Strus documentation
Project organization
The whole Strus universe is implemented in several subprojects hosted on github. Here is a list of its subprojects:
- strusBase implements some helper functions as the common code base. It also defines the error buffer interface for buffering exception error messages. Exceptions cannot be thrown across borders of dynamically linked libraries and modules. All other Strus projects depend on strusBase.
- strus provides the interface to the storage and the query processing of the search engine. It also provides the default key value store database connector (to LevelDB).
- strusAnalyzer provides document and query analysis for transforming content into retrievable items.
- strusTrace implements all methods of the strus analyzer and core as a proxy that logs its calls made via a specified interface. The whole mechanism is implemented as own aspect without touching any code of the core or the analyzer. The produced trace can be visualized as call tree or the logs can be processed as a readable dump.
- strusPattern provides an implementation of the analyzer pattern matching interface with a lexer based on the Intel hyperscan library.
- strusVector provides an implementation of the strus vector storage interface with a search for the nearest vectors implemented with brute force LSH (Local Sensitive Hashing).
- strusModule provides the loading of search engine components from dynamically loadable modules. (depends on strus and strusAnalyzer)
- strusRpc provides a proxy interface for strus objects residing on a server via RPC. If you want to use strus in a web server context, where loading modules by another instance than the web server itself is not allowed or at least not recommended, you should access strus via RPC or a similar mechanism. (depends on strus, strusAnalyzer, strusModule)
- strusUtilities provides some command line programs to access the search engine. (Depends on strusModule and strusRpc
- strusBindings provides language bindings to use strus with other programming languages like PHP, Python, Lua, etc... (Depends on strusModule and strusRpc)
Interface documentation
Strus provides two classes of interfaces with diametric objectives. One is the C++ interface that is the base of the implementation and the other is the interface for language bindings with implementations that wrap to the C++ interface.
C++ interfaces
- strus base: Interface for common functions and interfaces
- strus core: Interface to storage and query evaluation
- strus analyzer: Interface to process documents and queries in strus.
- strus trace: Interface for logging and inspecting method call traces for debugging or another kind of execution analysis.
- strus module loader: Interface to define strus components and to load them from dynamically loadable modules.

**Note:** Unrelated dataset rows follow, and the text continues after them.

//! Ledger node client
//!
//! Submits solved tickets to the ledger node over JSON-RPC 1.0:
//!
//! ```json
//! {"jsonrpc":"1.0","id":"<uuid>","method":"broadcastsupportticket","params":["<176 hex chars>"]}
//! ```
//!
//! The submission is accepted when the response's `error` member is null or
//! absent. Every other outcome (transport failure, non-JSON body, RPC error
//! object) is reported as a rejected [`BroadcastOutcome`], never as an `Err`.

use crate::{Error, Result};
use async_trait::async_trait;
use reqwest::{Client, ClientBuilder, Response};
use serde::{Deserialize, Serialize};
use serde_json::Value;
use std::time::Duration;
use tokio::time::sleep;
use tracing::{debug, info, instrument, warn};
use url::Url;

/// Default JSON-RPC method for ticket submission
pub const DEFAULT_METHOD: &str = "broadcastsupportticket";

/// Result of a broadcast attempt
#[derive(Debug, Clone, PartialEq, Eq, Serialize, Deserialize)]
pub struct BroadcastOutcome {
    pub accepted: bool,
    pub error_message: Option<String>,
}

impl BroadcastOutcome {
    /// The node accepted the ticket
    pub fn accepted() -> Self {
        Self {
            accepted: true,
            error_message: None,
        }
    }

    /// The ticket was not accepted
    pub fn rejected(message: impl Into<String>) -> Self {
        Self {
            accepted: false,
            error_message: Some(message.into()),
        }
    }
}

/// Anything that can hand a solved ticket to a ledger
#[async_trait]
pub trait SolutionBroadcaster: Send + Sync {
    /// Submit the hex-encoded header
    async fn broadcast(&self, ticket_hex: &str) -> BroadcastOutcome;
}

/// JSON-RPC 1.0 request envelope
#[derive(Debug, Clone, Serialize, Deserialize)]
pub struct RpcRequest {
    pub jsonrpc: String,
    pub id: String,
    pub method: String,
    pub params: Vec<Value>,
}

impl RpcRequest {
    /// Build a request with a fresh id
    pub fn new(method: impl Into<String>, params: Vec<Value>) -> Self {
        Self {
            jsonrpc: "1.0".to_string(),
            id: uuid::Uuid::new_v4().to_string(),
            method: method.into(),
            params,
        }
    }
}

/// JSON-RPC response envelope
#[derive(Debug, Clone, Deserialize)]
pub struct RpcResponse {
    #[serde(default)]
    pub result: Option<Value>,
    #[serde(default)]
    pub error: Option<Value>,
    #[serde(default)]
    pub id: Option<Value>,
}

/// Basic-auth credentials for the ledger node
#[derive(Clone)]
pub struct Credentials {
    pub user: String,
    pub password: String,
}

impl Credentials {
    /// Both parts must be non-empty for a client to be built
    pub fn new(user: impl Into<String>, password: impl Into<String>) -> Option<Self> {
        let user = user.into();
        let password = password.into();
        if user.is_empty() || password.is_empty() {
            None
        } else {
            Some(Self { user, password })
        }
    }
}

impl std::fmt::Debug for Credentials {
    fn fmt(&self, f: &mut std::fmt::Formatter<'_>) -> std::fmt::Result {
        f.debug_struct("Credentials")
            .field("user", &self.user)
            .field("password", &"***")
            .finish()
    }
}

/// Exponential backoff configuration
#[derive(Debug, Clone)]
pub struct BackoffConfig {
    pub initial_delay: Duration,
    pub max_delay: Duration,
    pub multiplier: f64,
    pub max_retries: usize,
}

impl Default for BackoffConfig {
    fn default() -> Self {
        Self {
            initial_delay: Duration::from_millis(100),
            max_delay: Duration::from_secs(5),
            multiplier: 2.0,
            max_retries: 3,
        }
    }
}

/// Build the node endpoint from host and port
pub fn endpoint_url(host: &str, port: u16) -> String {
    format!("http://{}:{}/", host, port)
}

/// Ledger node JSON-RPC client
pub struct LedgerClient {
    client: Client,
    endpoint: Url,
    credentials: Credentials,
    method: String,
    backoff_config: BackoffConfig,
}

impl LedgerClient {
    /// Create a new ledger client
    pub fn new(endpoint: impl AsRef<str>, credentials: Credentials, timeout: Duration) -> Result<Self> {
        let endpoint = Url::parse(endpoint.as_ref())
            .map_err(|e| Error::config(format!("Invalid ledger URL: {}", e)))?;

        let client = ClientBuilder::new()
            .timeout(timeout)
            .build()
            .map_err(Error::from)?;

        Ok(Self {
            client,
            endpoint,
            credentials,
            method: DEFAULT_METHOD.to_string(),
            backoff_config: BackoffConfig::default(),
        })
    }

    /// Use a different RPC method name
    pub fn with_method(mut self, method: impl Into<String>) -> Self {
        self.method = method.into();
        self
    }

    /// Set custom backoff configuration
    pub fn with_backoff_config(mut self, config: BackoffConfig) -> Self {
        self.backoff_config = config;
        self
    }

    /// Node endpoint
    pub fn endpoint(&self) -> &Url {
        &self.endpoint
    }

    /// Send the submission and interpret the response
    async fn submit(&self, ticket_hex: &str) -> Result<BroadcastOutcome> {
        let request = RpcRequest::new(&self.method, vec![Value::String(ticket_hex.to_string())]);
        debug!(id = %request.id, method = %request.method, "Sending ticket to ledger node");

        let response = self.post_with_retry(&request).await?;
        let status = response.status();
        let body = response.text().await?;

        let parsed: RpcResponse = serde_json::from_str(&body).map_err(|e| {
            Error::ledger(format!("Non-JSON response (HTTP {}): {}", status, e))
        })?;

        match parsed.error {
            None | Some(Value::Null) => Ok(BroadcastOutcome::accepted()),
            Some(error) => Ok(BroadcastOutcome::rejected(describe_rpc_error(&error))),
        }
    }

    /// POST request with exponential backoff retry.
    ///
    /// Only connect failures are retried. A timed-out request may already
    /// have reached the node, and broadcasting a ticket twice is not
    /// harmless. Any HTTP response is returned as-is, since JSON-RPC nodes
    /// report errors with non-2xx statuses and a JSON body.
    async fn post_with_retry(&self, request: &RpcRequest) -> Result<Response> {
        let mut delay = self.backoff_config.initial_delay;
        let mut attempts = 0;

        loop {
            let result = self
                .client
                .post(self.endpoint.clone())
                .basic_auth(&self.credentials.user, Some(&self.credentials.password))
                .json(request)
                .send()
                .await;

            match result {
                Ok(response) => return Ok(response),
                Err(e) => {
                    if !e.is_connect() || attempts >= self.backoff_config.max_retries {
                        return Err(Error::from(e));
                    }
                }
            }

            warn!(
                "Ledger request failed, retrying in {:?} (attempt {}/{})",
                delay,
                attempts + 1,
                self.backoff_config.max_retries
            );
            sleep(delay).await;

            delay = Duration::from_millis(
                ((delay.as_millis() as f64) * self.backoff_config.multiplier) as u64,
            )
            .min(self.backoff_config.max_delay);

            attempts += 1;
        }
    }
}

#[async_trait]
impl SolutionBroadcaster for LedgerClient {
    #[instrument(skip(self, ticket_hex), fields(endpoint = %self.endpoint))]
    async fn broadcast(&self, ticket_hex: &str) -> BroadcastOutcome {
        match self.submit(ticket_hex).await {
            Ok(outcome) => {
                if outcome.accepted {
                    info!("Ticket accepted by ledger node");
                } else {
                    warn!(error = ?outcome.error_message, "Ticket rejected by ledger node");
                }
                outcome
            }
            Err(e) => {
                warn!(category = e.category(), "Ticket broadcast failed: {}", e);
                BroadcastOutcome::rejected(e.to_string())
            }
        }
    }
}

/// Render an RPC error object as `message (code N)` when it has that shape
fn describe_rpc_error(error: &Value) -> String {
    match (error.get("message").and_then(Value::as_str), error.get("code")) {
        (Some(message), Some(code)) => format!("{} (code {})", message, code),
        (Some(message), None) => message.to_string(),
        _ => error.to_string(),
    }
}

- strus RPC client: Interfaces for strus RPC client and server
- strus program loader: Functions to instantiate strus components from source
Language bindings
Bindings are available for Lua, Python3 and PHP7. To enable the language bindings for Python and PHP you have to build strusBindings (or strusAll) with cmake -DWITH_PHP=YES, resp. with -DWITH_PYTHON=YES. The language bindings are referenced as "strus". Currently there are not many tutorials available. You can have a look at the tests ( for PHP, Lua, Python) for examples.
Functions documentation
When writing an application with Strus, you have various functions of a different kind at your hands. You can write your functions in C++ and load them dynamically into your application. But there exist also a lot of predefined functions in strus. You find a complete list of the built-in functions of the core and the analyzer here.
Command line tools documentation
You do not need the command line tools of strus.
All functionality is accessible with the API.
But there exist a lot of command line tools helpful for access and maintenance of
a strus storage. A list of the standard command line tools and their documentation can be found
here (utilities).
Developer documentation
Programming guidelines
The programming guidelines contributors should respect, can be found here. Suggestions for strenghtening these rules are welcome.
Writing Strus extension modules in C++
Strus core
The Strus core can be extended with dynamically loadable modules with weighting functions, summarizers and posting join operators written in C++. This codeproject article writes about the expandability of Strus and tries to explain the basic models and concepts used in the query evaluation.
Strus analyzer
You can also extend the Strus analyzer with own dynamically loadable modules with functions written in C++. A codeproject article about the expandability of the Strus analyzer is planned. Here is for now a short list of components you can write as dynamically loadable analyzer modules for Strus:
- Segmenter
You can define your own segmenters for the document formats you need to process. - Tokenizer
You can define your own tokenizers splitting the document segments into tokens. - Normalizer
You can define your own normalizer functions to produce the retrievable items from the document tokens for the storage and the query. - Aggregator
You can define your own aggregator functions to produce some statistical values from the document structure after analysis.